Mundey supported campaigns for the environment and human rights up until his death. He spoke strongly at rallies in The Rocks in recent years to oppose the sell-off of the iconic Sirius Building, which was built for public housing as a result of the BLF’s campaigns in the 1970s.

Councillor Linda Eisler said that Jack was an active member of the Canterbury Greens and that he and fellow former BLF leader Mick Tubbs and Mundey’s partner Judy “used to hand out all day during elections, at their local booth, Croydon Park Public School”.

Construction, Forestry, Maritime, Mining and Energy Union national secretary Dave Noonan described Mundey as “an inspiration to all unionists and activists”.

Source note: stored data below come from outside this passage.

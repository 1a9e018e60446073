pub mod api;
pub mod broker;
pub mod clients;
pub mod config;
pub mod error;
pub mod models;
pub mod services;
pub mod store;
pub mod utils;
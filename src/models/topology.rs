use crate::models::channel::ChannelType;

/// Routing key used for jobs published to the delayed exchange.
pub const SCHEDULED_ROUTING_KEY: &str = "scheduled";

/// Message header the delayed-message exchange reads the delay from.
pub const DELAY_HEADER: &str = "x-delay";

/// Names of every exchange and queue the engine declares.
#[derive(Debug, Clone)]
pub struct BrokerTopology {
    pub routing_exchange: String,
    pub delayed_exchange: String,
    pub channel_queue_prefix: String,
    pub scheduled_queue: String,
    pub failed_queue: String,
    pub dead_letter_queue: String,
}

impl BrokerTopology {
    pub fn channel_queue(&self, channel: ChannelType) -> String {
        format!("{}.{}", self.channel_queue_prefix, channel.as_str())
    }

    pub fn channel_queues(&self) -> Vec<(ChannelType, String)> {
        ChannelType::ALL
            .into_iter()
            .map(|channel| (channel, self.channel_queue(channel)))
            .collect()
    }

    /// Every queue name, channel queues first.
    pub fn all_queues(&self) -> Vec<String> {
        let mut queues: Vec<String> = self
            .channel_queues()
            .into_iter()
            .map(|(_, queue)| queue)
            .collect();
        queues.push(self.scheduled_queue.clone());
        queues.push(self.failed_queue.clone());
        queues.push(self.dead_letter_queue.clone());
        queues
    }

    pub fn is_known_queue(&self, name: &str) -> bool {
        self.all_queues().iter().any(|queue| queue == name)
    }
}

impl Default for BrokerTopology {
    fn default() -> Self {
        Self {
            routing_exchange: "notifications.direct".to_string(),
            delayed_exchange: "notifications.delayed".to_string(),
            channel_queue_prefix: "notifications".to_string(),
            scheduled_queue: "notifications.scheduled".to_string(),
            failed_queue: "notifications.failed".to_string(),
            dead_letter_queue: "notifications.dlq".to_string(),
        }
    }
}
use chrono::{DateTime, Utc};
use serde::{Deserialize, Serialize};

/// Outcome of a delivery rule evaluation. A block is a normal result, not an error.
#[derive(Debug, Clone, PartialEq, Serialize, Deserialize)]
pub struct DeliveryRule {
    pub can_deliver: bool,
    pub reason: String,

    #[serde(skip_serializing_if = "Option::is_none")]
    pub next_allowed_delivery: Option<DateTime<Utc>>,
}

impl DeliveryRule {
    pub fn allow() -> Self {
        Self {
            can_deliver: true,
            reason: "Delivery permitted".to_string(),
            next_allowed_delivery: None,
        }
    }

    pub fn block(reason: impl Into<String>) -> Self {
        Self {
            can_deliver: false,
            reason: reason.into(),
            next_allowed_delivery: None,
        }
    }

    pub fn block_until(reason: impl Into<String>, next_allowed: DateTime<Utc>) -> Self {
        Self {
            can_deliver: false,
            reason: reason.into(),
            next_allowed_delivery: Some(next_allowed),
        }
    }
}
use std::fmt::{Display, Formatter, Result};

use serde::{Deserialize, Serialize};

#[derive(Debug, Clone, Copy, PartialEq, Eq, PartialOrd, Ord, Hash, Serialize, Deserialize)]
#[serde(rename_all = "snake_case")]
pub enum ChannelType {
    Email,
    Sms,
    Push,
    InApp,
    Webhook,
}

impl ChannelType {
    pub const ALL: [ChannelType; 5] = [
        ChannelType::Email,
        ChannelType::Sms,
        ChannelType::Push,
        ChannelType::InApp,
        ChannelType::Webhook,
    ];

    /// Routing key on the direct exchange and suffix of the channel queue name.
    pub fn as_str(&self) -> &'static str {
        match self {
            ChannelType::Email => "email",
            ChannelType::Sms => "sms",
            ChannelType::Push => "push",
            ChannelType::InApp => "in_app",
            ChannelType::Webhook => "webhook",
        }
    }

    pub fn from_name(s: &str) -> Option<Self> {
        Self::ALL.into_iter().find(|channel| channel.as_str() == s)
    }
}

impl Display for ChannelType {
    fn fmt(&self, f: &mut Formatter<'_>) -> Result {
        write!(f, "{}", self.as_str())
    }
}

#[derive(Debug, Clone, Copy, Default, PartialEq, Eq, Hash, Serialize, Deserialize)]
#[serde(rename_all = "lowercase")]
pub enum Priority {
    Low,
    #[default]
    Normal,
    High,
    Urgent,
}

impl Priority {
    /// AMQP message priority. Channel queues are declared with `x-max-priority` 10.
    pub fn amqp_priority(&self) -> u8 {
        match self {
            Priority::Urgent => 10,
            Priority::High => 7,
            Priority::Normal => 5,
            Priority::Low => 1,
        }
    }

    pub fn is_urgent(&self) -> bool {
        matches!(self, Priority::Urgent)
    }
}

impl Display for Priority {
    fn fmt(&self, f: &mut Formatter<'_>) -> Result {
        match self {
            Priority::Low => write!(f, "low"),
            Priority::Normal => write!(f, "normal"),
            Priority::High => write!(f, "high"),
            Priority::Urgent => write!(f, "urgent"),
        }
    }
}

Mundey set an example for union leaders that remains critical today as we head into the fight of our lives to preserve and extend union gains in a post COVID-19 recovery.

Mundey combined a deep commitment to workers’ rights and union democracy with a vision of a future ecological and sustainable world. That vision is more essential now than ever before.

As Mundey wrote in his 1981 book The Green Bans and Beyond: “Ecologists with a socialist perspective and socialists with an ecological perspective must form a coalition to tackle the wide-ranging problems relating to human survival … Such survival is based on a way of living in harmony with the rest of nature. My dream and that ... of millions … of others might then come true; a socialist world with a human face, an ecological heart and an egalitarian body.”